START Materials provided

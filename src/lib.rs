// Copyright 2026 Locha Mesh Developers <contact@locha.io>
//
// Based on the raw REPL protocol of the MicroPython interpreter.
//
// Licensed under the Apache License, Version 2.0 (the "License");
// you may not use this file except in compliance with the License.
// You may obtain a copy of the License at
//
//     http://www.apache.org/licenses/LICENSE-2.0
//
// Unless required by applicable law or agreed to in writing, software
// distributed under the License is distributed on an "AS IS" BASIS,
// WITHOUT WARRANTIES OR CONDITIONS OF ANY KIND, either express or implied.
// See the License for the specific language governing permissions and
// limitations under the License.

//! # Raw REPL file transfer library
//!
//! Push files to a MicroPython board using nothing but its serial REPL.
//!
//! The board is put into raw REPL mode, a small file receiver object is
//! created on it, and the file is streamed in base64 encoded chunks of
//! [`constants::CHUNK_SIZE`] bytes. Both ends compute the SHA-256 of the
//! data so the result can be verified.
//!
//! ```no_run
//! use std::time::Duration;
//!
//! use serial::SerialPort;
//!
//! # fn main() -> Result<(), Box<dyn std::error::Error>> {
//! let mut port = serial::open("/dev/ttyACM0")?;
//! port.configure(&rawrepl_xfer::config::port_settings())?;
//! port.set_timeout(Duration::from_millis(10))?;
//!
//! let mut session = rawrepl_xfer::Session::open(port, Default::default())?;
//! let result = rawrepl_xfer::upload(&mut session, "main.py", "/main.py")?;
//! session.exit()?;
//!
//! println!("digest match: {}", result.matched);
//! # Ok(())
//! # }
//! ```
//!
//! # Board side
//!
//! The board must have a module providing the receiver class, see
//! [`config::Vocabulary`]. [`receiver::FileReceiver`] is the reference of
//! its behaviour and [`sim::SimulatedBoard`] runs it behind a fake REPL.
//!
//! # See also
//!
//! - [MicroPython raw REPL](https://docs.micropython.org/en/latest/reference/repl.html#raw-mode-and-raw-paste-mode).

pub mod chunk;
pub mod clock;
pub mod command;
pub mod config;
#[rustfmt::skip]
pub mod constants;
pub mod framing;
pub mod ports;
pub mod receiver;
pub mod sim;

mod error;
mod exec;
mod session;
mod upload;

pub use self::error::{Error, Result};
pub use self::session::{Session, SessionState};
pub use self::upload::{upload, upload_with_progress, Progress, TransferResult};

pub use self::exec::{classify, scrub};
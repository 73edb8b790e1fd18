// Copyright 2026 Locha Mesh Developers <contact@locha.io>
//
// Licensed under the Apache License, Version 2.0 (the "License");
// you may not use this file except in compliance with the License.
// You may obtain a copy of the License at
//
//     http://www.apache.org/licenses/LICENSE-2.0
//
// Unless required by applicable law or agreed to in writing, software
// distributed under the License is distributed on an "AS IS" BASIS,
// WITHOUT WARRANTIES OR CONDITIONS OF ANY KIND, either express or implied.
// See the License for the specific language governing permissions and
// limitations under the License.

use std::{
    io::{Read, Write},
    path::PathBuf,
    time::Duration,
};

use rawrepl_xfer::{config::Config, sim::SimulatedBoard, Session, TransferResult};
use serial::SerialPort;

use anyhow::{bail, Context, Result};
use clap::ArgMatches;
use indicatif::{ProgressBar, ProgressStyle};

use crate::GlobalArgs;

/// Read timeout of the serial port, every drain waits this long once the
/// board goes quiet.
const PORT_TIMEOUT: Duration = Duration::from_millis(10);

/// Upload subcommand entry point.
pub fn upload(matches: &ArgMatches<'_>, global_args: &GlobalArgs) -> Result<()> {
    let opts = UploadOpts::from_matches(matches)?;

    // Checked before touching the board at all.
    if !opts.local.is_file() {
        println!("I cannot find \"{}\" to send", opts.local.display());
        return Ok(());
    }

    if !opts.remote.starts_with('/') {
        log::warn!(
            "Remote path `{}` isn't absolute, it will be taken from `/`",
            opts.remote
        );
    }

    if let Some(root) = global_args.simulate.as_ref() {
        log::info!("Simulating a board at `{}`", root.display());
        let board = SimulatedBoard::new(root.clone())
            .with_vocabulary(global_args.config.vocabulary.clone());
        return transfer(board, global_args.config.clone(), &opts);
    }

    log::info!("Opening serial port `{}`", global_args.port_to_string());
    log::info!("Baudrate: {}", crate::baudrate_to_usize(global_args.baudrate));
    let mut port =
        serial::SystemPort::open(&global_args.port).with_context(|| {
            format!(
                "Couldn't open serial port `{}`",
                global_args.port_to_string()
            )
        })?;

    let mut settings = rawrepl_xfer::config::port_settings();
    settings.baud_rate = global_args.baudrate;

    port.set_timeout(PORT_TIMEOUT)?;
    port.configure(&settings)?;

    transfer(port, global_args.config.clone(), &opts)
}

fn transfer<P>(port: P, config: Config, opts: &UploadOpts) -> Result<()>
where
    P: Read + Write,
{
    log::info!("Entering raw REPL");
    let mut session =
        Session::open(port, config).context("Couldn't enter raw REPL")?;

    let total = std::fs::metadata(&opts.local)
        .with_context(|| format!("Couldn't read `{}`", opts.local.display()))?
        .len();
    let bar = ProgressBar::new(total);
    bar.set_style(
        ProgressStyle::default_bar()
            .template("{spinner} [{bar:40}] {bytes}/{total_bytes} ({eta})")
            .progress_chars("=> "),
    );

    let result = rawrepl_xfer::upload_with_progress(
        &mut session,
        &opts.local,
        &opts.remote,
        |progress| bar.set_position(progress.bytes_sent),
    );
    bar.finish_and_clear();

    let result = match result {
        Ok(result) => result,
        Err(e) => {
            if e.is_fatal_to_session() {
                log::error!(
                    "The board stopped answering, reset it before trying again"
                );
            }
            return Err(e).with_context(|| {
                format!(
                    "Couldn't upload `{}` to `{}`",
                    opts.local.display(),
                    opts.remote
                )
            });
        }
    };

    session.exit().context("Couldn't leave raw REPL")?;

    report(&result);
    result
        .verify()
        .context("The file was written but it may be corrupt")?;

    Ok(())
}

fn report(result: &TransferResult) {
    println!(
        "Sent {} bytes in {} chunks",
        result.bytes_sent, result.chunks
    );
    println!("Local digest:  {}", result.local_digest);
    println!("Remote digest: {}", result.remote_digest);

    let (ok, mismatch) = ("Digest OK", "Digest MISMATCH");
    #[cfg(unix)]
    {
        use ansi_term::Colour::{Green, Red};

        if result.matched {
            println!("{}", Green.bold().paint(ok));
        } else {
            println!("{}", Red.bold().paint(mismatch));
        }
    }
    #[cfg(not(unix))]
    {
        println!("{}", if result.matched { ok } else { mismatch });
    }
}

struct UploadOpts {
    local: PathBuf,
    remote: String,
}

impl UploadOpts {
    pub fn from_matches(matches: &ArgMatches<'_>) -> Result<UploadOpts> {
        let local = matches
            .value_of("LOCAL")
            .context("Missing local file")?
            .parse::<PathBuf>()
            .context("Invalid local file path")?;
        let remote = matches
            .value_of("REMOTE")
            .context("Missing remote path")?
            .to_owned();

        if remote.is_empty() {
            bail!("Remote path can't be empty");
        }

        Ok(UploadOpts { local, remote })
    }
}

END Materials provided

**What you are asked to do**
Keeping each word as given, write out the material above.

**Response**
filename src/lib.rs
// Copyright 2026 Locha Mesh Developers <contact@locha.io>
//
// Based on the raw REPL protocol of the MicroPython interpreter.
//
// Licensed under the Apache License, Version 2.0 (the "License");
// you may not use this file except in compliance with the License.
// You may obtain a copy of the License at
//
//     http://www.apache.org/licenses/LICENSE-2.0
//
// Unless required by applicable law or agreed to in writing, software
// distributed under the License is distributed on an "AS IS" BASIS,
// WITHOUT WARRANTIES OR CONDITIONS OF ANY KIND, either express or implied.
// See the License for the specific language governing permissions and
// limitations under the License.

//! # Raw REPL file transfer library
//!
//! Push files to a MicroPython board using nothing but its serial REPL.
//!
//! The board is put into raw REPL mode, a small file receiver object is
//! created on it, and the file is streamed in base64 encoded chunks of
//! [`constants::CHUNK_SIZE`] bytes. Both ends compute the SHA-256 of the
//! data so the result can be verified.
//!
//! ```no_run
//! use std::time::Duration;
//!
//! use serial::SerialPort;
//!
//! # fn main() -> Result<(), Box<dyn std::error::Error>> {
//! let mut port = serial::open("/dev/ttyACM0")?;
//! port.configure(&rawrepl_xfer::config::port_settings())?;
//! port.set_timeout(Duration::from_millis(10))?;
//!
//! let mut session = rawrepl_xfer::Session::open(port, Default::default())?;
//! let result = rawrepl_xfer::upload(&mut session, "main.py", "/main.py")?;
//! session.exit()?;
//!
//! println!("digest match: {}", result.matched);
//! # Ok(())
//! # }
//! ```
//!
//! # Board side
//!
//! The board must have a module providing the receiver class, see
//! [`config::Vocabulary`]. [`receiver::FileReceiver`] is the reference of
//! its behaviour and [`sim::SimulatedBoard`] runs it behind a fake REPL.
//!
//! # See also
//!
//! - [MicroPython raw REPL](https://docs.micropython.org/en/latest/reference/repl.html#raw-mode-and-raw-paste-mode).

pub mod chunk;
pub mod clock;
pub mod command;
pub mod config;
#[rustfmt::skip]
pub mod constants;
pub mod framing;
pub mod ports;
pub mod receiver;
pub mod sim;

mod error;
mod exec;
mod session;
mod upload;

pub use self::error::{Error, Result};
pub use self::session::{Session, SessionState};
pub use self::upload::{upload, upload_with_progress, Progress, TransferResult};

pub use self::exec::{classify, scrub};
repository 73edb8b790e1fd18
// Copyright 2026 Locha Mesh Developers <contact@locha.io>
//
// Licensed under the Apache License, Version 2.0 (the "License");
// you may not use this file except in compliance with the License.
// You may obtain a copy of the License at
//
//     http://www.apache.org/licenses/LICENSE-2.0
//
// Unless required by applicable law or agreed to in writing, software
// distributed under the License is distributed on an "AS IS" BASIS,
// WITHOUT WARRANTIES OR CONDITIONS OF ANY KIND, either express or implied.
// See the License for the specific language governing permissions and
// limitations under the License.

use std::{
    io::{Read, Write},
    path::PathBuf,
    time::Duration,
};

use rawrepl_xfer::{config::Config, sim::SimulatedBoard, Session, TransferResult};
use serial::SerialPort;

use anyhow::{bail, Context, Result};
use clap::ArgMatches;
use indicatif::{ProgressBar, ProgressStyle};

use crate::GlobalArgs;

/// Read timeout of the serial port, every drain waits this long once the
/// board goes quiet.
const PORT_TIMEOUT: Duration = Duration::from_millis(10);

/// Upload subcommand entry point.
pub fn upload(matches: &ArgMatches<'_>, global_args: &GlobalArgs) -> Result<()> {
    let opts = UploadOpts::from_matches(matches)?;

    // Checked before touching the board at all.
    if !opts.local.is_file() {
        println!("I cannot find \"{}\" to send", opts.local.display());
        return Ok(());
    }

    if !opts.remote.starts_with('/') {
        log::warn!(
            "Remote path `{}` isn't absolute, it will be taken from `/`",
            opts.remote
        );
    }

    if let Some(root) = global_args.simulate.as_ref() {
        log::info!("Simulating a board at `{}`", root.display());
        let board = SimulatedBoard::new(root.clone())
            .with_vocabulary(global_args.config.vocabulary.clone());
        return transfer(board, global_args.config.clone(), &opts);
    }

    log::info!("Opening serial port `{}`", global_args.port_to_string());
    log::info!("Baudrate: {}", crate::baudrate_to_usize(global_args.baudrate));
    let mut port =
        serial::SystemPort::open(&global_args.port).with_context(|| {
            format!(
                "Couldn't open serial port `{}`",
                global_args.port_to_string()
            )
        })?;

    let mut settings = rawrepl_xfer::config::port_settings();
    settings.baud_rate = global_args.baudrate;

    port.set_timeout(PORT_TIMEOUT)?;
    port.configure(&settings)?;

    transfer(port, global_args.config.clone(), &opts)
}

fn transfer<P>(port: P, config: Config, opts: &UploadOpts) -> Result<()>
where
    P: Read + Write,
{
    log::info!("Entering raw REPL");
    let mut session =
        Session::open(port, config).context("Couldn't enter raw REPL")?;

    let total = std::fs::metadata(&opts.local)
        .with_context(|| format!("Couldn't read `{}`", opts.local.display()))?
        .len();
    let bar = ProgressBar::new(total);
    bar.set_style(
        ProgressStyle::default_bar()
            .template("{spinner} [{bar:40}] {bytes}/{total_bytes} ({eta})")
            .progress_chars("=> "),
    );

    let result = rawrepl_xfer::upload_with_progress(
        &mut session,
        &opts.local,
        &opts.remote,
        |progress| bar.set_position(progress.bytes_sent),
    );
    bar.finish_and_clear();

    let result = match result {
        Ok(result) => result,
        Err(e) => {
            if e.is_fatal_to_session() {
                log::error!(
                    "The board stopped answering, reset it before trying again"
                );
            }
            return Err(e).with_context(|| {
                format!(
                    "Couldn't upload `{}` to `{}`",
                    opts.local.display(),
                    opts.remote
                )
            });
        }
    };

    session.exit().context("Couldn't leave raw REPL")?;

    report(&result);
    result
        .verify()
        .context("The file was written but it may be corrupt")?;

    Ok(())
}

fn report(result: &TransferResult) {
    println!(
        "Sent {} bytes in {} chunks",
        result.bytes_sent, result.chunks
    );
    println!("Local digest:  {}", result.local_digest);
    println!("Remote digest: {}", result.remote_digest);

    let (ok, mismatch) = ("Digest OK", "Digest MISMATCH");
    #[cfg(unix)]
    {
        use ansi_term::Colour::{Green, Red};

        if result.matched {
            println!("{}", Green.bold().paint(ok));
        } else {
            println!("{}", Red.bold().paint(mismatch));
        }
    }
    #[cfg(not(unix))]
    {
        println!("{}", if result.matched { ok } else { mismatch });
    }
}

struct UploadOpts {
    local: PathBuf,
    remote: String,
}

impl UploadOpts {
    pub fn from_matches(matches: &ArgMatches<'_>) -> Result<UploadOpts> {
        let local = matches
            .value_of("LOCAL")
            .context("Missing local file")?
            .parse::<PathBuf>()
            .context("Invalid local file path")?;
        let remote = matches
            .value_of("REMOTE")
            .context("Missing remote path")?
            .to_owned();

        if remote.is_empty() {
            bail!("Remote path can't be empty");
        }

        Ok(UploadOpts { local, remote })
    }
}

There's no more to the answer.